START DATA TO USE

//! Migrator registering catalog migrations in dependency order.
//! Indexes are applied last.
pub use sea_orm_migration::prelude::*;

mod m20240101_000001_create_categories;
mod m20240101_000002_create_services;
mod m20240101_000003_add_indexes;

pub struct Migrator;

#[async_trait::async_trait]
impl MigratorTrait for Migrator {
    fn migrations() -> Vec<Box<dyn MigrationTrait>> {
        vec![
            Box::new(m20240101_000001_create_categories::Migration),
            Box::new(m20240101_000002_create_services::Migration),
            // Indexes should always be applied last
            Box::new(m20240101_000003_add_indexes::Migration),
        ]
    }
}
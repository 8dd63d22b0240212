//! Storage gateway: owns the pooled connection to Postgres.
//!
//! The pool is opened once at startup and the resulting `DatabaseConnection`
//! handle is passed by value into every repository; there is no global
//! connection.
use std::env;
use std::time::Duration;

use common::utils::logging::redact_url;
use once_cell::sync::Lazy;
use sea_orm::{ConnectOptions, Database, DatabaseConnection};
use tracing::info;

use crate::errors::StorageError;

pub static DATABASE_URL: Lazy<Option<String>> = Lazy::new(|| {
    // Load .env if present
    let _ = dotenvy::dotenv();
    env::var("DATABASE_URL").ok().filter(|u| !u.trim().is_empty())
});

/// Runtime pool settings, resolved from `configs::DatabaseConfig`.
#[derive(Debug, Clone)]
pub struct DatabaseConfig {
    pub url: String,
    pub max_connections: u32,
    pub min_connections: u32,
    pub connect_timeout: Duration,
    pub acquire_timeout: Duration,
    pub idle_timeout: Duration,
    pub max_lifetime: Duration,
    pub sqlx_logging: bool,
}

impl From<&configs::DatabaseConfig> for DatabaseConfig {
    fn from(c: &configs::DatabaseConfig) -> Self {
        Self {
            url: c.url.clone(),
            max_connections: c.max_connections,
            min_connections: c.min_connections,
            connect_timeout: Duration::from_secs(c.connect_timeout_secs),
            acquire_timeout: Duration::from_secs(c.acquire_timeout_secs),
            idle_timeout: Duration::from_secs(c.idle_timeout_secs),
            max_lifetime: Duration::from_secs(c.max_lifetime_secs),
            sqlx_logging: c.sqlx_logging,
        }
    }
}

impl DatabaseConfig {
    /// Default pool settings around `DATABASE_URL`. The URL is used as-is.
    pub fn from_env() -> Self {
        let mut base = configs::DatabaseConfig::default();
        base.url = (*DATABASE_URL).clone().unwrap_or_default();
        Self::from(&base)
    }

    fn connect_options(&self) -> ConnectOptions {
        let mut opt = ConnectOptions::new(self.url.clone());
        opt.max_connections(self.max_connections)
            .min_connections(self.min_connections)
            .connect_timeout(self.connect_timeout)
            .acquire_timeout(self.acquire_timeout)
            .idle_timeout(self.idle_timeout)
            .max_lifetime(self.max_lifetime)
            .sqlx_logging(self.sqlx_logging);
        opt
    }
}

/// Open the pool and verify it with a ping. No retries: the first failure is
/// returned to the caller.
pub async fn connect_with_config(cfg: &DatabaseConfig) -> Result<DatabaseConnection, StorageError> {
    if cfg.url.trim().is_empty() {
        return Err(StorageError::InvalidConfig("database url is empty".into()));
    }
    info!(url = %redact_url(&cfg.url), max_connections = cfg.max_connections, "connecting to database");
    let db = Database::connect(cfg.connect_options())
        .await
        .map_err(StorageError::Connect)?;
    ping(&db).await?;
    info!("database connection established");
    Ok(db)
}

/// Connect with default pool settings using `DATABASE_URL`.
pub async fn connect() -> anyhow::Result<DatabaseConnection> {
    let db = connect_with_config(&DatabaseConfig::from_env()).await?;
    Ok(db)
}

/// Liveness check used by `GET /health`.
pub async fn ping(db: &DatabaseConnection) -> Result<(), StorageError> {
    db.ping().await.map_err(StorageError::Ping)
}

/// Release every pooled connection. Closing an already-closed pool is a no-op.
pub async fn close(db: &DatabaseConnection) {
    db.get_postgres_connection_pool().close().await;
    info!("database pool closed");
}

END DATA TO USE

▶ **TASK BRIEF**
Give back precisely the lines above that start at the line containing "The pool is" and end at the line containing "#[derive(Debug, Clone)]", inclusive. No other lines belong in the output.

▶ **EXERCISE OUTPUT**
//! The pool is opened once at startup and the resulting `DatabaseConnection`
//! handle is passed by value into every repository; there is no global
//! connection.
use std::env;
use std::time::Duration;

use common::utils::logging::redact_url;
use once_cell::sync::Lazy;
use sea_orm::{ConnectOptions, Database, DatabaseConnection};
use tracing::info;

use crate::errors::StorageError;

pub static DATABASE_URL: Lazy<Option<String>> = Lazy::new(|| {
    // Load .env if present
    let _ = dotenvy::dotenv();
    env::var("DATABASE_URL").ok().filter(|u| !u.trim().is_empty())
});

/// Runtime pool settings, resolved from `configs::DatabaseConfig`.
#[derive(Debug, Clone)]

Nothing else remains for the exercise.